TO DO:
Only lines holding the word "struct" are wanted from the records; copy all of them.

Top of RECORDS SHOWN

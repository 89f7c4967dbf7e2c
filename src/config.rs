//! Configuration for connections, clients and servers.
//!
//! Every struct deserialises from TOML with defaults for missing fields.

use serde::{Deserialize, Serialize};
use std::path::{Path, PathBuf};
use std::sync::Arc;
use std::time::Duration;

use crate::codec::DEFAULT_MAX_PAYLOAD;
use crate::crypto::{ChaChaCipher, PayloadCipher, NONCE_LEN, TAG_LEN};
use crate::types::{Result, TetherError};

/// Reconnect intervals below this are rejected
pub const MIN_RETRY_INTERVAL_SECS: u64 = 3;

/// What happens to a partially received file when its transfer dies
#[derive(Debug, Clone, Copy, PartialEq, Eq, Default, Serialize, Deserialize)]
#[serde(rename_all = "lowercase")]
pub enum PartialFilePolicy {
    /// Leave the truncated file on disk
    #[default]
    Keep,
    /// Remove it
    Delete,
}

/// Per-connection settings shared by clients and servers
#[derive(Debug, Clone, PartialEq, Eq, Serialize, Deserialize)]
#[serde(default)]
pub struct ConnectionConfig {
    /// Receive buffer size, also the outbound file chunk size
    pub buffer_size: usize,
    /// Largest declared payload accepted from the peer
    pub max_payload: u32,
    /// Seconds between keep-alive probes
    pub keepalive_interval_secs: u64,
    /// Seconds of inbound silence after which the peer is considered gone
    pub liveness_timeout_secs: u64,
    /// Inbound files land under this directory
    pub receive_dir: PathBuf,
    pub partial_files: PartialFilePolicy,
    /// Shared passphrase for payload encryption
    pub passphrase: Option<String>,
}

impl Default for ConnectionConfig {
    fn default() -> Self {
        Self {
            buffer_size: 64 * 1024,
            max_payload: DEFAULT_MAX_PAYLOAD,
            keepalive_interval_secs: 5,
            liveness_timeout_secs: 15,
            receive_dir: PathBuf::from("."),
            partial_files: PartialFilePolicy::Keep,
            passphrase: None,
        }
    }
}

impl ConnectionConfig {
    pub fn with_buffer_size(mut self, buffer_size: usize) -> Self {
        self.buffer_size = buffer_size;
        self
    }

    pub fn with_max_payload(mut self, max_payload: u32) -> Self {
        self.max_payload = max_payload;
        self
    }

    pub fn with_keepalive(mut self, interval_secs: u64, liveness_timeout_secs: u64) -> Self {
        self.keepalive_interval_secs = interval_secs;
        self.liveness_timeout_secs = liveness_timeout_secs;
        self
    }

    pub fn with_receive_dir(mut self, dir: impl Into<PathBuf>) -> Self {
        self.receive_dir = dir.into();
        self
    }

    pub fn with_partial_files(mut self, policy: PartialFilePolicy) -> Self {
        self.partial_files = policy;
        self
    }

    pub fn with_passphrase(mut self, passphrase: impl Into<String>) -> Self {
        self.passphrase = Some(passphrase.into());
        self
    }

    pub fn keepalive_interval(&self) -> Duration {
        Duration::from_secs(self.keepalive_interval_secs)
    }

    pub fn liveness_timeout(&self) -> Duration {
        Duration::from_secs(self.liveness_timeout_secs)
    }

    /// Cipher derived from the configured passphrase, if any
    pub fn cipher(&self) -> Option<Arc<dyn PayloadCipher>> {
        self.passphrase
            .as_deref()
            .map(|p| Arc::new(ChaChaCipher::from_passphrase(p)) as Arc<dyn PayloadCipher>)
    }

    pub fn validate(&self) -> Result<()> {
        if self.buffer_size == 0 {
            return Err(TetherError::Config("buffer_size must be positive".into()));
        }
        // One sealed chunk must fit in a single envelope
        let largest_chunk = self.buffer_size as u64 + (NONCE_LEN + TAG_LEN) as u64;
        if (self.max_payload as u64) < largest_chunk {
            return Err(TetherError::Config(format!(
                "max_payload {} cannot hold a sealed {}-byte chunk",
                self.max_payload, self.buffer_size
            )));
        }
        if self.keepalive_interval_secs == 0 {
            return Err(TetherError::Config(
                "keepalive_interval_secs must be positive".into(),
            ));
        }
        if self.liveness_timeout_secs <= self.keepalive_interval_secs {
            return Err(TetherError::Config(format!(
                "liveness_timeout_secs ({}) must exceed keepalive_interval_secs ({})",
                self.liveness_timeout_secs, self.keepalive_interval_secs
            )));
        }
        Ok(())
    }
}

/// TLS material for a server: PEM certificate chain and private key
#[derive(Debug, Clone, PartialEq, Eq, Serialize, Deserialize)]
pub struct ServerTlsConfig {
    pub cert_path: PathBuf,
    pub key_path: PathBuf,
}

/// TLS trust settings for a client
#[derive(Debug, Clone, PartialEq, Eq, Serialize, Deserialize)]
pub struct ClientTlsConfig {
    /// PEM file with the CA (or self-signed server) certificate to trust
    pub ca_cert_path: PathBuf,
    /// Name the server certificate must be valid for
    pub server_name: String,
}

#[derive(Debug, Clone, PartialEq, Eq, Serialize, Deserialize)]
#[serde(default)]
pub struct ClientConfig {
    /// `host:port` of the server
    pub address: String,
    /// Fixed delay between failed connect attempts
    pub retry_interval_secs: u64,
    /// Upper bound for a single connect attempt
    pub connect_timeout_secs: u64,
    pub connection: ConnectionConfig,
    pub tls: Option<ClientTlsConfig>,
}

impl Default for ClientConfig {
    fn default() -> Self {
        Self {
            address: "127.0.0.1:7878".to_string(),
            retry_interval_secs: MIN_RETRY_INTERVAL_SECS,
            connect_timeout_secs: 10,
            connection: ConnectionConfig::default(),
            tls: None,
        }
    }
}

impl ClientConfig {
    pub fn new(address: impl Into<String>) -> Self {
        Self {
            address: address.into(),
            ..Self::default()
        }
    }

    pub fn with_retry_interval(mut self, secs: u64) -> Self {
        self.retry_interval_secs = secs;
        self
    }

    pub fn with_connection(mut self, connection: ConnectionConfig) -> Self {
        self.connection = connection;
        self
    }

    pub fn with_tls(mut self, tls: ClientTlsConfig) -> Self {
        self.tls = Some(tls);
        self
    }

    pub fn retry_interval(&self) -> Duration {
        Duration::from_secs(self.retry_interval_secs)
    }

    pub fn connect_timeout(&self) -> Duration {
        Duration::from_secs(self.connect_timeout_secs)
    }

    pub fn from_toml_str(text: &str) -> Result<Self> {
        toml::from_str(text).map_err(|e| TetherError::Config(e.to_string()))
    }

    pub fn from_toml_file(path: impl AsRef<Path>) -> Result<Self> {
        Self::from_toml_str(&std::fs::read_to_string(path)?)
    }

    pub fn validate(&self) -> Result<()> {
        if self.address.is_empty() {
            return Err(TetherError::Config("address must not be empty".into()));
        }
        if self.retry_interval_secs < MIN_RETRY_INTERVAL_SECS {
            return Err(TetherError::Config(format!(
                "retry_interval_secs must be at least {} (got {})",
                MIN_RETRY_INTERVAL_SECS, self.retry_interval_secs
            )));
        }
        if self.connect_timeout_secs == 0 {
            return Err(TetherError::Config("connect_timeout_secs must be positive".into()));
        }
        self.connection.validate()
    }
}

#[derive(Debug, Clone, PartialEq, Eq, Serialize, Deserialize)]
#[serde(default)]
pub struct ServerConfig {
    pub bind_address: String,
    pub connection: ConnectionConfig,
    pub tls: Option<ServerTlsConfig>,
}

impl Default for ServerConfig {
    fn default() -> Self {
        Self {
            bind_address: "127.0.0.1:7878".to_string(),
            connection: ConnectionConfig::default(),
            tls: None,
        }
    }
}

impl ServerConfig {
    pub fn new(bind_address: impl Into<String>) -> Self {
        Self {
            bind_address: bind_address.into(),
            ..Self::default()
        }
    }

    pub fn with_connection(mut self, connection: ConnectionConfig) -> Self {
        self.connection = connection;
        self
    }

    pub fn with_tls(mut self, tls: ServerTlsConfig) -> Self {
        self.tls = Some(tls);
        self
    }

    pub fn from_toml_str(text: &str) -> Result<Self> {
        toml::from_str(text).map_err(|e| TetherError::Config(e.to_string()))
    }

    pub fn from_toml_file(path: impl AsRef<Path>) -> Result<Self> {
        Self::from_toml_str(&std::fs::read_to_string(path)?)
    }

    pub fn validate(&self) -> Result<()> {
        if self.bind_address.is_empty() {
            return Err(TetherError::Config("bind_address must not be empty".into()));
        }
        self.connection.validate()
    }
}

#[cfg(test)]
mod tests {
    use super::*;

    #[test]
    fn defaults_are_valid() {
        ClientConfig::default().validate().unwrap();
        ServerConfig::default().validate().unwrap();
    }

    #[test]
    fn retry_interval_minimum() {
        let config = ClientConfig::new("localhost:1").with_retry_interval(2);
        assert!(matches!(config.validate(), Err(TetherError::Config(_))));
        ClientConfig::new("localhost:1")
            .with_retry_interval(3)
            .validate()
            .unwrap();
    }

    #[test]
    fn chunk_must_fit_after_sealing() {
        let conn = ConnectionConfig::default()
            .with_buffer_size(1024)
            .with_max_payload(1024);
        assert!(conn.validate().is_err());

        let conn = conn.with_max_payload(1024 + 28);
        conn.validate().unwrap();
    }

    #[test]
    fn liveness_must_exceed_interval() {
        let conn = ConnectionConfig::default().with_keepalive(5, 5);
        assert!(conn.validate().is_err());
        assert!(ConnectionConfig::default().with_keepalive(0, 5).validate().is_err());
    }

    #[test]
    fn client_from_toml() {
        let config = ClientConfig::from_toml_str(
            r#"
            address = "10.0.0.2:9000"
            retry_interval_secs = 5

            [connection]
            buffer_size = 4096
            receive_dir = "/tmp/inbox"
            partial_files = "delete"
            passphrase = "hunter2"

            [tls]
            ca_cert_path = "ca.pem"
            server_name = "files.local"
            "#,
        )
        .unwrap();

        assert_eq!(config.address, "10.0.0.2:9000");
        assert_eq!(config.retry_interval(), Duration::from_secs(5));
        assert_eq!(config.connect_timeout_secs, 10);
        assert_eq!(config.connection.buffer_size, 4096);
        assert_eq!(config.connection.max_payload, DEFAULT_MAX_PAYLOAD);
        assert_eq!(config.connection.partial_files, PartialFilePolicy::Delete);
        assert!(config.connection.cipher().is_some());
        assert_eq!(config.tls.unwrap().server_name, "files.local");
    }

    #[test]
    fn server_from_toml_defaults() {
        let config = ServerConfig::from_toml_str("bind_address = \"0.0.0.0:7000\"").unwrap();
        assert_eq!(config.bind_address, "0.0.0.0:7000");
        assert_eq!(config.connection, ConnectionConfig::default());
        assert!(config.tls.is_none());
        assert!(config.connection.cipher().is_none());
    }

    #[test]
    fn bad_toml_is_a_config_error() {
        assert!(matches!(
            ServerConfig::from_toml_str("bind_address = 7"),
            Err(TetherError::Config(_))
        ));
    }
}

Bottom of RECORDS SHOWN

ANSWER SECTION:
//! Every struct deserialises from TOML with defaults for missing fields.
pub struct ConnectionConfig {
pub struct ServerTlsConfig {
pub struct ClientTlsConfig {
pub struct ClientConfig {
pub struct ServerConfig {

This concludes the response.